The goal of the MEG study was to investigate the influence of tumor treatment on pathological delta activity (1-4 Hz). The treatment consisted of neurosurgery, and in some of the patients, additional radiotherapy. MEG and MR recordings were made both before and after the treatment in 17 patients. The signal power in the delta frequency band was determined for each recording. The malignant tumors were associated with large tumor volumes. Furthermore, both malignant tumors and tumor volume were associated with high signal powers in the delta band, indicating a correlation of delta power with the severity of the lesions. In all patients with high grade tumors, the delta power was lower after the treatment. The sources underlying the delta signals were estimated with an automatic single dipole analysis method. Estimated sources were projected onto MR scans. Preoperatively 14 clusters of equivalent sources describing focal activity were found in 12 out of 17 patients. Thirteen of these clusters were located near the tumor, and one cluster near an edema border. The locations near tumors are plausible and suggest that in general the source estimation was reliable. After the operation, 13 such clusters were found in 12 patients. Eleven clusters were located near the lesion border and one cluster near the edema border. Furthermore a cluster contralateral to the lesion in the other hemisphere indicated that brain lesions can affect the functioning of more distant brain areas than just the peritumoral brain tissue.

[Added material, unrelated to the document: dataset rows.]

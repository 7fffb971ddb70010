use bevy::prelude::{Commands, EventReader, EventWriter, Query, With};

use crate::game::{
    components::{Dead, HealthPoints},
    events::{RespawnEvent, ReviveEvent},
};

pub fn revive_system(
    mut commands: Commands,
    mut revive_events: EventReader<ReviveEvent>,
    mut respawn_events: EventWriter<RespawnEvent>,
    mut query: Query<&mut HealthPoints, With<Dead>>,
) {
    for event in revive_events.iter() {
        let Ok(mut health_points) = query.get_mut(event.entity) else {
            continue;
        };

        health_points.hp = ((3 * health_points.max_hp) / 10).max(1);
        commands.entity(event.entity).remove::<Dead>();
        respawn_events.send(RespawnEvent {
            entity: event.entity,
        });
    }
}
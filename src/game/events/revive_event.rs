use bevy::prelude::{Entity, Event};

/// Request for the host to bring a dead character back to life.
#[derive(Event)]
pub struct ReviveEvent {
    pub entity: Entity,
}
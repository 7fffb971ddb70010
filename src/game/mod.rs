mod bundles;
mod game_world;
mod systems;

pub mod armor_keeper;
pub mod components;
pub mod events;
pub mod resources;

pub use armor_keeper::{ArmorKeeperConfig, ArmorKeeperPlugin, GearRetention};
pub use bundles::CharacterBundle;
pub use game_world::GameWorld;
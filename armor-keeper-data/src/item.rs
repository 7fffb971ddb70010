use serde::{Deserialize, Serialize};

#[derive(Clone, Copy, Debug, PartialEq, Eq, Hash, Serialize, Deserialize)]
pub enum ItemType {
    Feet,
    Legs,
    Chest,
    Head,
    Shield,
    Weapon,
    Tool,
    Consumable,
    Material,
}

impl ItemType {
    pub fn is_offhand_item(self) -> bool {
        matches!(self, ItemType::Shield)
    }
}

/// Identifies an item definition. Item number 0 is the empty ("air") item.
#[derive(Clone, Copy, Debug, PartialEq, Eq, Hash, Serialize, Deserialize)]
pub struct ItemReference {
    pub item_type: ItemType,
    pub item_number: u16,
}

impl ItemReference {
    pub fn new(item_type: ItemType, item_number: u16) -> Self {
        Self {
            item_type,
            item_number,
        }
    }

    pub fn is_air(&self) -> bool {
        self.item_number == 0
    }
}

#[derive(Clone, Debug, PartialEq, Eq, Hash, Serialize, Deserialize)]
pub struct Enchantment {
    pub id: u16,
    pub level: u8,
}

#[derive(Clone, Debug, Default, PartialEq, Eq, Hash, Serialize, Deserialize)]
#[serde(default)]
pub struct ItemMeta {
    pub durability: u16,
    pub enchantments: Vec<Enchantment>,
    pub custom_name: Option<String>,
}

/// A stack of items. Cloning produces an independent deep copy.
#[derive(Clone, Debug, PartialEq, Eq, Serialize, Deserialize)]
pub struct ItemStack {
    pub item: ItemReference,
    pub quantity: u32,
    #[serde(default)]
    pub meta: ItemMeta,
}

impl ItemStack {
    pub fn new(item: ItemReference, quantity: u32) -> Self {
        Self {
            item,
            quantity,
            meta: ItemMeta::default(),
        }
    }

    pub fn with_meta(mut self, meta: ItemMeta) -> Self {
        self.meta = meta;
        self
    }

    pub fn is_empty(&self) -> bool {
        self.item.is_air() || self.quantity == 0
    }

    /// Same item and metadata, regardless of quantity.
    pub fn is_similar(&self, other: &ItemStack) -> bool {
        self.item == other.item && self.meta == other.meta
    }
}
mod armor_slot;
mod item;

pub use armor_slot::ArmorSlot;
pub use item::{Enchantment, ItemMeta, ItemReference, ItemStack, ItemType};
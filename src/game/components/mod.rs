mod character_info;
mod dead;
mod equipment;
mod health_points;
mod inventory;
mod item_drop;
mod permissions;
mod respawn_loadout;

pub use armor_keeper_data::{ArmorSlot, ItemMeta, ItemReference, ItemStack, ItemType};

pub use character_info::{CharacterInfo, CharacterUniqueId};
pub use dead::Dead;
pub use equipment::{Equipment, EquipmentSlot};
pub use health_points::HealthPoints;
pub use inventory::Inventory;
pub use item_drop::ItemDrop;
pub use permissions::Permissions;
pub use respawn_loadout::RespawnLoadout;
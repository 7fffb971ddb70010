use anyhow::Context;
use bevy::prelude::Resource;
use serde::{Deserialize, Serialize};
use std::path::Path;

use crate::game::armor_keeper::PERMISSION_KEEP;

#[derive(Resource, Clone, Debug, PartialEq, Deserialize, Serialize)]
#[serde(default)]
pub struct ArmorKeeperConfig {
    /// When disabled, deaths are left untouched. Gear kept before the switch
    /// is still returned on respawn.
    pub enabled: bool,
    pub permission: String,
    pub restore_delay_ticks: u64,
}

impl Default for ArmorKeeperConfig {
    fn default() -> Self {
        Self {
            enabled: true,
            permission: String::from(PERMISSION_KEEP),
            restore_delay_ticks: 1,
        }
    }
}

impl ArmorKeeperConfig {
    pub fn try_load(path: &Path) -> Result<Self, anyhow::Error> {
        let str = std::fs::read_to_string(path)
            .with_context(|| format!("Failed to read file {}", path.to_string_lossy()))?;
        let config: ArmorKeeperConfig = serde_json::from_str(&str).with_context(|| {
            format!(
                "Failed to deserialise ArmorKeeperConfig from file {}",
                path.to_string_lossy()
            )
        })?;
        Ok(config)
    }

    /// Ticks to wait after a respawn before handing gear back, at least one
    /// so the host's own respawn loadout has been applied.
    pub fn restore_delay(&self) -> u64 {
        self.restore_delay_ticks.max(1)
    }
}
use armor_keeper_data::ItemStack;
use bevy::ecs::prelude::Component;
use serde::{Deserialize, Serialize};

/// Loose items carried by a character. Every stack occupies its own slot and
/// the inventory never refuses an item.
#[derive(Component, Clone, Debug, Default, Deserialize, Serialize, PartialEq)]
pub struct Inventory {
    pub items: Vec<ItemStack>,
}

impl Inventory {
    pub fn new(items: Vec<ItemStack>) -> Self {
        Self { items }
    }

    /// Returns the index of the slot the item was placed in.
    pub fn add_item(&mut self, item: ItemStack) -> usize {
        self.items.push(item);
        self.items.len() - 1
    }

    pub fn add_items(&mut self, items: impl IntoIterator<Item = ItemStack>) {
        self.items.extend(items);
    }

    pub fn iter(&self) -> impl Iterator<Item = &ItemStack> {
        self.items.iter().filter(|item| !item.is_empty())
    }

    pub fn clear(&mut self) {
        self.items.clear();
    }
}
mod entity;

pub use entity::CharacterBundle;
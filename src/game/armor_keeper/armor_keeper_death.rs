use bevy::prelude::{Query, Res, ResMut};
use log::debug;

use crate::game::{
    armor_keeper::{ArmorKeeperConfig, GearRetention},
    components::{CharacterInfo, Equipment, Permissions},
    resources::PendingDeathList,
};

pub fn armor_keeper_death_system(
    config: Res<ArmorKeeperConfig>,
    mut gear_retention: ResMut<GearRetention>,
    mut pending_deaths: ResMut<PendingDeathList>,
    query: Query<(&CharacterInfo, &Permissions, &Equipment)>,
) {
    if !config.enabled {
        return;
    }

    for pending_death in pending_deaths.iter_mut() {
        if pending_death.cancelled {
            continue;
        }

        let Ok((character_info, permissions, equipment)) = query.get(pending_death.entity) else {
            continue;
        };

        let kept = gear_retention.handle_death(
            character_info.unique_id,
            &config.permission,
            permissions,
            equipment,
            &mut pending_death.drops,
        );
        if kept > 0 {
            debug!(
                "Keeping {} equipped items of {} until respawn",
                kept, character_info.name
            );
        }
    }
}
use bevy::{
    app::AppExit,
    prelude::{EventReader, ResMut},
};
use log::info;

use crate::game::armor_keeper::GearRetention;

pub fn armor_keeper_shutdown_system(
    mut app_exit_events: EventReader<AppExit>,
    mut gear_retention: ResMut<GearRetention>,
) {
    if app_exit_events.iter().last().is_none() {
        return;
    }

    let discarded = gear_retention.shutdown();
    info!(
        "Armor keeper disabled, discarded {} unclaimed gear snapshots.",
        discarded
    );
}
use bevy::prelude::{Resource, World};

pub type ScheduledTask = Box<dyn FnOnce(&mut World) + Send + Sync>;

struct PendingTask {
    run_at_tick: u64,
    task: ScheduledTask,
}

/// Runs tasks on a later turn of the main loop.
///
/// Tasks are executed with exclusive world access by `scheduled_task_system`
/// at the start of the tick they are due, so a task scheduled during tick N
/// never observes a partially processed tick N.
#[derive(Resource, Default)]
pub struct TaskScheduler {
    current_tick: u64,
    tasks: Vec<PendingTask>,
}

impl TaskScheduler {
    pub fn new() -> Self {
        Default::default()
    }

    pub fn current_tick(&self) -> u64 {
        self.current_tick
    }

    pub fn pending_tasks(&self) -> usize {
        self.tasks.len()
    }

    /// Run the task at the start of the next tick.
    pub fn run_task(&mut self, task: impl FnOnce(&mut World) + Send + Sync + 'static) {
        self.run_task_later(1, task);
    }

    /// Run the task after `delay_ticks` ticks, a delay of 0 is treated as 1.
    pub fn run_task_later(
        &mut self,
        delay_ticks: u64,
        task: impl FnOnce(&mut World) + Send + Sync + 'static,
    ) {
        self.tasks.push(PendingTask {
            run_at_tick: self.current_tick + delay_ticks.max(1),
            task: Box::new(task),
        });
    }

    /// Starts a new tick and returns the tasks now due, in scheduling order.
    pub fn advance_tick(&mut self) -> Vec<ScheduledTask> {
        self.current_tick += 1;

        let current_tick = self.current_tick;
        let (due, pending): (Vec<_>, Vec<_>) = std::mem::take(&mut self.tasks)
            .into_iter()
            .partition(|pending_task| pending_task.run_at_tick <= current_tick);
        self.tasks = pending;

        due.into_iter().map(|pending_task| pending_task.task).collect()
    }
}
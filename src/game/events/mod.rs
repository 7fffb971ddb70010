mod listener_priority;
mod respawn_event;
mod revive_event;

pub use listener_priority::{DeathListeners, EventPriority, RespawnListeners};
pub use respawn_event::RespawnEvent;
pub use revive_event::ReviveEvent;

Of the 12 patients who had preoperatively peritumoral clusters, 11 patients had postoperatively perilesional sources. In these cases the shift in source locations was in general considerably smaller than the dimension of the preoperative tumors. This finding indicates that similar areas generate the pre- and postoperative delta activity. Furthermore, focal delta sources were found in a case without tumor recurrence, and also in cases that most tumor tissue was removed. These findings suggest that the pathology underlying the slow waves is not the presence of the tumor bulk but the structural damage done by the tumors on the surrounding white/gray matter.